Here we are importing necessary libraries/frameworks which we are going to use.

In [17]:
!pip install requests --quiet
!pip install beautifulsoup4 --quiet
!pip install pandas --quiet

In [18]:
import requests
from bs4 import BeautifulSoup
import pandas as pd 

## Getting Started

In [19]:
# Defining Request Header
my_header = {'accept': 'text/html', 'user-agent': 'Mozilla/5.0 (Windows NT 10.0; Win64; x64) AppleWebKit/537.36 (KHTML, like Gecko) Chrome/91.0.4472.114 Safari/537.36 Edg/91.0.864.59'}

# Defining Base Url
base_url = 'https://www.themoviedb.org/'

## Functions

Function are defined here and they would be used while parsing the pages

**To get Beautiful Soap Object of Inner Page**

In [34]:
def get_child_soap(url):

  # Creating Beautiful Soup object from given link
  response = requests.get(url, headers=my_header).text
  return BeautifulSoup(response, 'html.parser')

**To get Ratings of a Movie from the webpage**

In [21]:
def get_ratings(movie_webpage):

  # Parsing through website to get ratings of a movie
  popularity = movie_webpage.find('div', {'class':'user_score_chart'})

  # If not found return: None
  if popularity is not None:
    return float(popularity['data-percent'])
  else:
    return None

**To get Genres of a Movie from the webpage**

In [22]:
def get_genres(movie_webpage):

  # Parsing through website to get genre of a movie
  genres = []
  list_genres_link = movie_webpage.find('span', {'class':'genres'})
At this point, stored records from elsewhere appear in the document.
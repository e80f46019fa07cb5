use clap::{Parser, Subcommand};
use reqwest::{Client, Method, RequestBuilder, Response};
use serde::{Deserialize, Serialize};
use serde_json::{Value, json};
use std::error::Error;
use std::time::Duration;
use url::Url;

#[derive(Parser)]
#[command(name = "wikiscroll")]
#[command(about = "A CLI for the WikiScroll feed service")]
struct Cli {
    /// Base URL for the WikiScroll service
    #[arg(long, default_value = "http://localhost:3000")]
    service_url: String,

    /// Act as this signed-in user
    #[arg(long, global = true)]
    user: Option<String>,

    /// Device id used for anonymous client state
    #[arg(long, global = true)]
    device: Option<String>,

    #[command(subcommand)]
    command: Commands,
}

#[derive(Subcommand)]
enum Commands {
    /// Add a post by hand
    Add {
        title: String,
        summary: String,
        /// Wikipedia page the post summarises
        #[arg(short, long)]
        source_url: String,
        #[arg(short, long, default_value = "")]
        image_url: String,
        #[arg(short, long)]
        category: Option<String>,
    },
    /// Ask the content generator for a new post
    Generate {
        #[arg(short, long)]
        category: Option<String>,
    },
    /// Feed session commands
    Feed {
        #[command(subcommand)]
        command: FeedCommand,
    },
    /// Show an item, wait for the dwell time and report the view
    View {
        session: String,
        position: usize,
        /// How long the item stays visible before the view is reported
        #[arg(long, default_value_t = 1100)]
        dwell_ms: u64,
    },
    /// Toggle a like
    Like { post_id: i32 },
    /// Toggle a save
    Save { post_id: i32 },
    /// Print share links for a post
    Share { post_id: i32 },
    /// Browse the library
    Library {
        #[arg(short, long)]
        search: Option<String>,
        #[arg(short, long)]
        category: Option<String>,
        /// all, viewed or unviewed
        #[arg(long)]
        viewed: Option<String>,
        /// newest, oldest, most_viewed or title
        #[arg(long)]
        sort: Option<String>,
        #[arg(short, long, default_value_t = 0)]
        page: u32,
    },
    /// Reading statistics and achievements
    Stats,
}

#[derive(Subcommand)]
enum FeedCommand {
    /// Open a new session
    Open {
        /// Preferred categories, overriding the profile
        #[arg(short, long)]
        category: Vec<String>,
    },
    /// Print a session
    Show { session: String },
    /// Load the next batch
    More { session: String },
    /// Close a session
    Close { session: String },
}

#[derive(Serialize)]
struct NewPost {
    title: String,
    summary: String,
    image_url: String,
    source_url: String,
    category: Option<String>,
}

#[derive(Deserialize)]
struct PostResponse {
    id: i32,
    title: String,
    category: Option<String>,
}

#[derive(Deserialize)]
struct ReactionResponse {
    reaction: String,
    active: bool,
}

#[derive(Deserialize)]
struct TrackResponse {
    status: String,
    retry_after_ms: Option<u64>,
    #[serde(default)]
    notifications: Vec<Notification>,
}

#[derive(Deserialize)]
struct Notification {
    title: String,
    message: String,
}

struct Api {
    client: Client,
    base: Url,
    user: Option<String>,
    device: Option<String>,
}

impl Api {
    fn request(&self, method: Method, path: &str) -> Result<RequestBuilder, Box<dyn Error>> {
        let endpoint = self.base.join(path)?;
        let mut request = self.client.request(method, endpoint);
        if let Some(user) = &self.user {
            request = request.header("x-user-id", user);
        }
        if let Some(device) = &self.device {
            request = request.header("x-device-id", device);
        }
        Ok(request)
    }
}

/// Returns the response on success, otherwise prints the error body.
async fn check(response: Response) -> Result<Option<Response>, Box<dyn Error>> {
    if response.status().is_success() {
        return Ok(Some(response));
    }
    eprintln!("Request failed: {}", response.status());
    eprintln!("Response: {}", response.text().await?);
    Ok(None)
}

#[tokio::main]
async fn main() -> Result<(), Box<dyn Error>> {
    let cli = Cli::parse();
    let api = Api {
        client: Client::new(),
        base: Url::parse(&cli.service_url)?,
        user: cli.user,
        device: cli.device,
    };

    match cli.command {
        Commands::Add {
            title,
            summary,
            source_url,
            image_url,
            category,
        } => {
            let payload = NewPost {
                title,
                summary,
                image_url,
                source_url,
                category,
            };
            let request = api.request(Method::POST, "/api/v1/posts")?.json(&payload);
            if let Some(response) = check(request.send().await?).await? {
                let post: PostResponse = response.json().await?;
                println!("Post stored with ID: {}", post.id);
            }
        }
        Commands::Generate { category } => {
            let request = api
                .request(Method::POST, "/api/v1/posts/generate")?
                .json(&json!({ "category": category }));
            if let Some(response) = check(request.send().await?).await? {
                let post: PostResponse = response.json().await?;
                println!(
                    "Generated post {}: {} ({})",
                    post.id,
                    post.title,
                    post.category.as_deref().unwrap_or("Generale")
                );
            }
        }
        Commands::Feed { command } => feed(&api, command).await?,
        Commands::View {
            session,
            position,
            dwell_ms,
        } => view(&api, &session, position, dwell_ms).await?,
        Commands::Like { post_id } => toggle(&api, post_id, "like").await?,
        Commands::Save { post_id } => toggle(&api, post_id, "save").await?,
        Commands::Share { post_id } => {
            let path = format!("/api/v1/posts/{post_id}/share");
            if let Some(response) = check(api.request(Method::GET, &path)?.send().await?).await? {
                print_json(&response.json::<Value>().await?)?;
            }
        }
        Commands::Library {
            search,
            category,
            viewed,
            sort,
            page,
        } => {
            let mut query = vec![("page", page.to_string())];
            query.extend(search.map(|v| ("search", v)));
            query.extend(category.map(|v| ("category", v)));
            query.extend(viewed.map(|v| ("viewed", v)));
            query.extend(sort.map(|v| ("sort", v)));

            let request = api.request(Method::GET, "/api/v1/library")?.query(&query);
            if let Some(response) = check(request.send().await?).await? {
                let library: Value = response.json().await?;
                print_items(&library["items"]);
                println!(
                    "Page {} of {} posts, more: {}",
                    library["page"], library["total"], library["has_more"]
                );
            }
        }
        Commands::Stats => {
            let request = api.request(Method::GET, "/api/v1/profile/stats")?;
            if let Some(response) = check(request.send().await?).await? {
                print_json(&response.json::<Value>().await?)?;
            }
        }
    }

    Ok(())
}

async fn feed(api: &Api, command: FeedCommand) -> Result<(), Box<dyn Error>> {
    match command {
        FeedCommand::Open { category } => {
            let mut request = api.request(Method::POST, "/api/v1/feed/sessions")?;
            if !category.is_empty() {
                request = request.json(&json!({ "categories": category }));
            }
            if let Some(response) = check(request.send().await?).await? {
                let session: Value = response.json().await?;
                println!("Session: {}", session["id"].as_str().unwrap_or_default());
                print_items(&session["items"]);
            }
        }
        FeedCommand::Show { session } => {
            let path = format!("/api/v1/feed/sessions/{session}");
            if let Some(response) = check(api.request(Method::GET, &path)?.send().await?).await? {
                let session: Value = response.json().await?;
                print_items(&session["items"]);
                println!(
                    "Position {}, {} items left",
                    session["position"], session["remaining"]
                );
            }
        }
        FeedCommand::More { session } => {
            let path = format!("/api/v1/feed/sessions/{session}/more");
            if let Some(response) = check(api.request(Method::POST, &path)?.send().await?).await? {
                print_json(&response.json::<Value>().await?)?;
            }
        }
        FeedCommand::Close { session } => {
            let path = format!("/api/v1/feed/sessions/{session}");
            if check(api.request(Method::DELETE, &path)?.send().await?)
                .await?
                .is_some()
            {
                println!("Session closed");
            }
        }
    }
    Ok(())
}

async fn view(
    api: &Api,
    session: &str,
    position: usize,
    dwell_ms: u64,
) -> Result<(), Box<dyn Error>> {
    let item_path = format!("/api/v1/feed/sessions/{session}/items/{position}");

    let visible = api
        .request(Method::POST, &format!("{item_path}/visible"))?
        .send()
        .await?;
    let Some(visible) = check(visible).await? else {
        return Ok(());
    };
    let visible: Value = visible.json().await?;
    println!(
        "Showing: {}",
        visible["item"]["title"].as_str().unwrap_or_default()
    );

    tokio::time::sleep(Duration::from_millis(dwell_ms)).await;

    let viewed = api
        .request(Method::POST, &format!("{item_path}/viewed"))?
        .send()
        .await?;
    if let Some(viewed) = check(viewed).await? {
        let outcome: TrackResponse = viewed.json().await?;
        match outcome.retry_after_ms {
            Some(ms) => println!("View {}: retry in {ms} ms", outcome.status),
            None => println!("View {}", outcome.status),
        }
        for notification in outcome.notifications {
            println!("{} {}", notification.title, notification.message);
        }
    }

    let hidden = api
        .request(Method::POST, &format!("{item_path}/hidden"))?
        .send()
        .await?;
    check(hidden).await?;
    Ok(())
}

async fn toggle(api: &Api, post_id: i32, reaction: &str) -> Result<(), Box<dyn Error>> {
    let path = format!("/api/v1/posts/{post_id}/{reaction}/toggle");
    if let Some(response) = check(api.request(Method::POST, &path)?.send().await?).await? {
        let state: ReactionResponse = response.json().await?;
        let verb = if state.active { "on" } else { "off" };
        println!("{} {verb} for post {post_id}", state.reaction);
    }
    Ok(())
}

fn print_items(items: &Value) {
    let Some(items) = items.as_array() else {
        return;
    };
    for (position, item) in items.iter().enumerate() {
        match item["type"].as_str() {
            Some("ad") => println!(
                "{position:>3}  [ad] {} ({})",
                item["title"].as_str().unwrap_or_default(),
                item["advertiser"].as_str().unwrap_or_default()
            ),
            _ => println!(
                "{position:>3}  #{} {} [{}]",
                item["id"],
                item["title"].as_str().unwrap_or_default(),
                item["category"].as_str().unwrap_or("Generale")
            ),
        }
    }
}

fn print_json(value: &Value) -> Result<(), Box<dyn Error>> {
    println!("{}", serde_json::to_string_pretty(value)?);
    Ok(())
}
  # If not found return: None
  if list_genres_link is not None:
    list_genres_link = list_genres_link.find_all('a')
    
    for genre_link in list_genres_link:
      genres.append(genre_link.text)
    
    return genres
  else:
    return None

**To get Release Date of a Movie from the Webpage**

In [23]:
def get_release_date(movie_webpage):

  # Parsing through website to get release date of a movie
  release_date = movie_webpage.find('span', {'class': 'release'})
  
  # If not found return: None
  if release_date is not None:
    release_date = release_date.text.strip()
    date = release_date[:10] 
    return date
  else:
    return None

**To get Runtime of a Movie from the webpage**

In [24]:
def get_runtime(movie_webpage):

  # Parsing through website to get duration of a movie
  runtime = movie_webpage.find('span', {'class':'runtime'})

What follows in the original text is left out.